_Your task:_ Whenever the string "Uuid" appears in a line of the listing below, that line counts. Say how many lines count, and give nothing else.

_Dataset records:_

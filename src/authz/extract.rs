use std::collections::HashMap;
use std::marker::PhantomData;

use axum::async_trait;
use axum::extract::{FromRequestParts, Path};
use axum::http::request::Parts;
use uuid::Uuid;

use super::evaluator::resolve;
use super::roles::{AccessClass, AccessGrant};
use crate::app::AppState;
use crate::errors::AppError;
use crate::jwt::AuthUser;

/// Marker naming the access class a handler demands.
pub trait Requirement: Send + Sync + 'static {
    const CLASS: AccessClass;
}

/// Any member of the project, viewers included.
pub struct Access;
/// Members who may modify project content.
pub struct Write;
/// Owners and project admins.
pub struct Own;

impl Requirement for Access {
    const CLASS: AccessClass = AccessClass::ProjectAccess;
}

impl Requirement for Write {
    const CLASS: AccessClass = AccessClass::ProjectWrite;
}

impl Requirement for Own {
    const CLASS: AccessClass = AccessClass::ProjectOwner;
}

/// Caller authenticated and authorized for the `:project_id` in the path.
pub struct Authorized<R: Requirement> {
    pub user: AuthUser,
    pub project_id: Uuid,
    pub grant: AccessGrant,
    _requirement: PhantomData<R>,
}

impl<R: Requirement> std::fmt::Debug for Authorized<R> {
    fn fmt(&self, f: &mut std::fmt::Formatter<'_>) -> std::fmt::Result {
        f.debug_struct("Authorized")
            .field("user_id", &self.user.user_id)
            .field("project_id", &self.project_id)
            .field("class", &R::CLASS)
            .field("grant", &self.grant)
            .finish()
    }
}

#[async_trait]
impl<R: Requirement> FromRequestParts<AppState> for Authorized<R> {
    type Rejection = AppError;

    async fn from_request_parts(parts: &mut Parts, state: &AppState) -> Result<Self, Self::Rejection> {
        let user = AuthUser::from_request_parts(parts, state).await?;
        let project_id = project_id_from_path(parts, state).await?;

        let grant = resolve(&state.pool, user.user_id, Some(project_id), R::CLASS).await?;

        Ok(Self {
            user,
            project_id,
            grant,
            _requirement: PhantomData,
        })
    }
}

async fn project_id_from_path(parts: &mut Parts, state: &AppState) -> Result<Uuid, AppError> {
    let Path(params) = Path::<HashMap<String, String>>::from_request_parts(parts, state)
        .await
        .map_err(|_| AppError::bad_request("Project ID is required"))?;

    let raw = params
        .get("project_id")
        .map(|value| value.trim())
        .filter(|value| !value.is_empty())
        .ok_or_else(|| AppError::bad_request("Project ID is required"))?;

    parse_id(raw, "project")
}

/// Parses a path identifier, reporting malformed values as validation errors.
pub fn parse_id(raw: &str, what: &str) -> Result<Uuid, AppError> {
    Uuid::parse_str(raw).map_err(|_| AppError::bad_request(format!("Invalid {what} id")))
}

_Result of this exercise:_ 5